27. Juli 2015Kardiovaskuläre Ereignisse

LDL-Cholesterin und ACS

Simvastatin plus Ezetimibe senkt das kardiovaskuläre Risiko beim akuten Koronarsyndrom

Das LDL-Cholesterin bei Hochrisikopatienten unter die vorgesehenen Zielwerte zu senken, bringt zusätzliche klinische Vorteile, so der Studienleiter Professor Dr. Christopher P. Cannon, Harvard Medical School. In der am AHA-Jahreskongress 2014 vorgestellten und jetzt im New England Journal of Medicine publizierten IMPROVE-IT-Studie gelang dies mit der Kombination aus Ezetimibe plus Simvastatin.

Die Behandlung mit Statinen senkt das LDL-Cholesterin und das Risiko für kardiovaskuläre Ereignisse. IMPROVE-IT konnte jetzt zeigen, dass Ezetimibe, zusätzlich zu Simvastatin gegeben, das LDL-Cholesterin weiter senkt und das kardiovaskuläre Risiko vermindert. Hochrisikopatienten, die mit Statinen behandelt werden, bleiben einem erhöhten kardiovaskulären Risiko ausgesetzt, selbst wenn ihre LDL-Cholesterinspiegel tief sind.

«IMPROVE-IT wurde entwickelt, um die sehr wichtige wissenschaftliche Frage nach dem Verhältnis des kardiovaskulären Risikos und einer Senkung des LDL-Cholesterins auf sehr geringe Werte durch die Anwendung von Ezetimibe in Kombination mit einem Statin zu klären», erklärte Professor Dr. Eugene Braunwald, Co-Vorsitzender der Studie und Gründungsvorsitzender der TIMI-Studiengruppe am Brigham and Women’s Hospital, Boston. Das Design von IMPROVE-IT war so angelegt, dass man feststellen konnte, ob die LDL-Cholesterinsenkung unter 1,8 mmol/l kardiovaskuläre Ereignisse weiter reduziert.
IMPROVE-IT ist eine randomisierte doppelblinde Studie mit 18 144 Patienten, die wegen eines akuten Koronarsyndroms in den letzten zehn Tagen vor der Randomisierung hospitalisiert werden mussten. Zum akuten Koronarsyndrom zählen die instabile Angina pectoris und der akute Herzinfarkt mit und ohne ST-Hebung. Die IMPROVE-IT-Studie (IMProved Reduction of Outcomes: INEGY Efficacy International Trial) wurde von der Thrombolysis In Myocardial Infarction (TIMI) Study Group des Brigham and Women’s Hospital sowie dem Duke Clinical Research Institute (DCRI) an 1147 Zentren in 39 Ländern durchgeführt. 9077 Studienteilnehmer wurden in die Simvastatin-Monotherapie- und 9067 in die Simvastatin-Ezetimibe-Gruppe randomisiert.
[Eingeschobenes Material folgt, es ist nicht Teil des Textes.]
//! Coordination of the bridge round trip
//!
//! The orchestrator:
//! 1. Verifies both networks once at startup
//! 2. Sends the outbound leg, waits for its receipt
//! 3. Sends the return leg, waits for its receipt
//! 4. Repeats until the round limit or a stop request

pub mod engine;
pub mod leg;

pub use engine::{BridgeOrchestrator, OrchestratorConfig};
pub use leg::{Direction, LegRoute, RoundLimit};
//! Per-leg calldata derivation
//!
//! Each leg sends one of two call variants:
//! - `Template`: the template with the account address injected
//! - `Retagged`: the same, then the embedded destination tag swapped for
//!   another one, selecting the other route of the same contract interface
//!
//! Tag offsets are resolved against the template when the builder is
//! constructed. A tag that is missing or ambiguous is a startup error.

use super::template::{AddressCodec, CalldataTemplate};
use crate::config::{ChainConfig, Settings};
use crate::error::{BridgeError, BridgeResult};

use ethers::types::{Bytes, U256};
use std::ops::Range;
use tracing::debug;

/// A tag swap validated against a template
#[derive(Debug, Clone, PartialEq, Eq)]
pub struct TagPatch {
    offset: usize,
    from: Vec<u8>,
    to: Vec<u8>,
}

impl TagPatch {
    pub fn new(template: &CalldataTemplate, from: &[u8], to: &[u8]) -> BridgeResult<Self> {
        if from.len() != to.len() {
            return Err(BridgeError::Template(format!(
                "tag swap must keep the length: 0x{} is {} bytes, 0x{} is {} bytes",
                hex::encode(from),
                from.len(),
                hex::encode(to),
                to.len()
            )));
        }

        let offset = template.find_unique(from)?;

        Ok(Self {
            offset,
            from: from.to_vec(),
            to: to.to_vec(),
        })
    }

    /// Byte range rewritten by the patch
    pub fn range(&self) -> Range<usize> {
        self.offset..self.offset + self.to.len()
    }

    fn apply(&self, data: &mut [u8]) {
        let range = self.range();
        debug_assert_eq!(&data[range.clone()], self.from.as_slice());
        data[range].copy_from_slice(&self.to);
    }
}

/// Call variant sent by a leg
#[derive(Debug, Clone, PartialEq, Eq)]
pub enum CallVariant {
    Template,
    Retagged(TagPatch),
}

/// Template plus the variant one leg sends
#[derive(Debug, Clone)]
pub struct LegCalldata {
    template: CalldataTemplate,
    variant: CallVariant,
}

impl LegCalldata {
    pub fn new(template: CalldataTemplate) -> Self {
        Self {
            template,
            variant: CallVariant::Template,
        }
    }

    pub fn retagged(template: CalldataTemplate, from: &[u8], to: &[u8]) -> BridgeResult<Self> {
        let patch = TagPatch::new(&template, from, to)?;
        Ok(Self {
            template,
            variant: CallVariant::Retagged(patch),
        })
    }

    pub fn from_config(chain: &ChainConfig) -> BridgeResult<Self> {
        let template = CalldataTemplate::parse(&chain.calldata_template).map_err(|e| {
            BridgeError::Template(format!("{} template: {}", chain.name, e))
        })?;

        match &chain.retag {
            Some(retag) => {
                let from = decode_tag(&retag.from)?;
                let to = decode_tag(&retag.to)?;
                Self::retagged(template, &from, &to).map_err(|e| {
                    BridgeError::Template(format!("{} template: {}", chain.name, e))
                })
            }
            None => Ok(Self::new(template)),
        }
    }

    pub fn variant(&self) -> &CallVariant {
        &self.variant
    }

    /// Address injection only, ignoring the variant
    pub fn encode_plain(&self, address_hex: &str) -> BridgeResult<Bytes> {
        AddressCodec::encode(&self.template, address_hex)
    }

    /// Calldata for this leg's variant
    pub fn encode(&self, address_hex: &str) -> BridgeResult<Bytes> {
        let data = self.encode_plain(address_hex)?;
        match &self.variant {
            CallVariant::Template => Ok(data),
            CallVariant::Retagged(patch) => {
                let mut data = data.to_vec();
                patch.apply(&mut data);
                Ok(Bytes::from(data))
            }
        }
    }

    /// The trailing amount word must match the value sent with the call
    pub fn verify_amount(&self, value_wei: U256) -> BridgeResult<()> {
        match self.template.trailing_word() {
            Some(amount) if amount == value_wei => Ok(()),
            Some(amount) => Err(BridgeError::Template(format!(
                "template amount {} wei does not match configured amount {} wei",
                amount, value_wei
            ))),
            None => Err(BridgeError::Template(
                "template is too short to carry an amount word".to_string(),
            )),
        }
    }
}

fn decode_tag(tag: &str) -> BridgeResult<Vec<u8>> {
    hex::decode(tag.trim_start_matches("0x"))
        .map_err(|e| BridgeError::Template(format!("invalid tag hex {:?}: {}", tag, e)))
}

/// Calldata for a whole run, resolved for one account
#[derive(Debug, Clone, PartialEq)]
pub struct CalldataSet {
    /// What the outbound leg actually sends
    pub outbound: Bytes,
    /// What the return leg sends
    pub return_data: Bytes,
}

/// Builds both legs' calldata from their templates
#[derive(Debug, Clone)]
pub struct CalldataBuilder {
    outbound: LegCalldata,
    return_leg: LegCalldata,
}

impl CalldataBuilder {
    pub fn new(outbound: LegCalldata, return_leg: LegCalldata) -> Self {
        Self {
            outbound,
            return_leg,
        }
    }

    /// Parse and validate both templates against the configured amount
    pub fn from_settings(settings: &Settings) -> BridgeResult<Self> {
        let value_wei = settings.value_wei()?;

        let outbound = LegCalldata::from_config(&settings.outbound)?;
        outbound.verify_amount(value_wei).map_err(|e| {
            BridgeError::Template(format!("{} template: {}", settings.outbound.name, e))
        })?;

        let return_leg = LegCalldata::from_config(&settings.return_leg)?;
        return_leg.verify_amount(value_wei).map_err(|e| {
            BridgeError::Template(format!("{} template: {}", settings.return_leg.name, e))
        })?;

        Ok(Self::new(outbound, return_leg))
    }

    pub fn build(&self, address_hex: &str) -> BridgeResult<CalldataSet> {
        let set = CalldataSet {
            outbound: self.outbound.encode(address_hex)?,
            return_data: self.return_leg.encode(address_hex)?,
        };

        let legs = [
            (&self.outbound, &set.outbound),
            (&self.return_leg, &set.return_data),
        ];
        for (leg, data) in legs {
            debug!(
                "Built calldata: selector 0x{}, {} bytes, address at byte {} ({:?})",
                hex::encode(leg.template.selector()),
                data.len(),
                leg.template.address_offset(),
                leg.variant()
            );
        }

        Ok(set)
    }
}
Weitere Aufnahmekriterien waren, dass ihr LDL-Cholesterin zwischen 1,3 und 2,6 mmol/l betrug, wenn sie bereits eine Statin-Therapie erhielten, oder zwischen 1,3 und 3,2 mmol/l, wenn sie noch nicht mit einem Statin behandelt wurden.

Die LDL-C-Aufnahmeeinschränkungen dienten der Aufnahme von Patienten, für die in der Simvastatin-Gruppe normalerweise LDL-C-Spiegel von 1,8 mmol/l oder weniger erwartet werden konnten. Dieser Zielwert war die optionale Empfehlung, die bei der Aktualisierung der Richtlinien für das Adult Treatment Panel (ATP) III 2004 festgelegt worden war. Weitere Ausschlusskriterien waren u. a. eine geplante Bypass-Operation, eine Kreatinin-Clearance < 30 ml/min oder eine aktive Lebererkrankung.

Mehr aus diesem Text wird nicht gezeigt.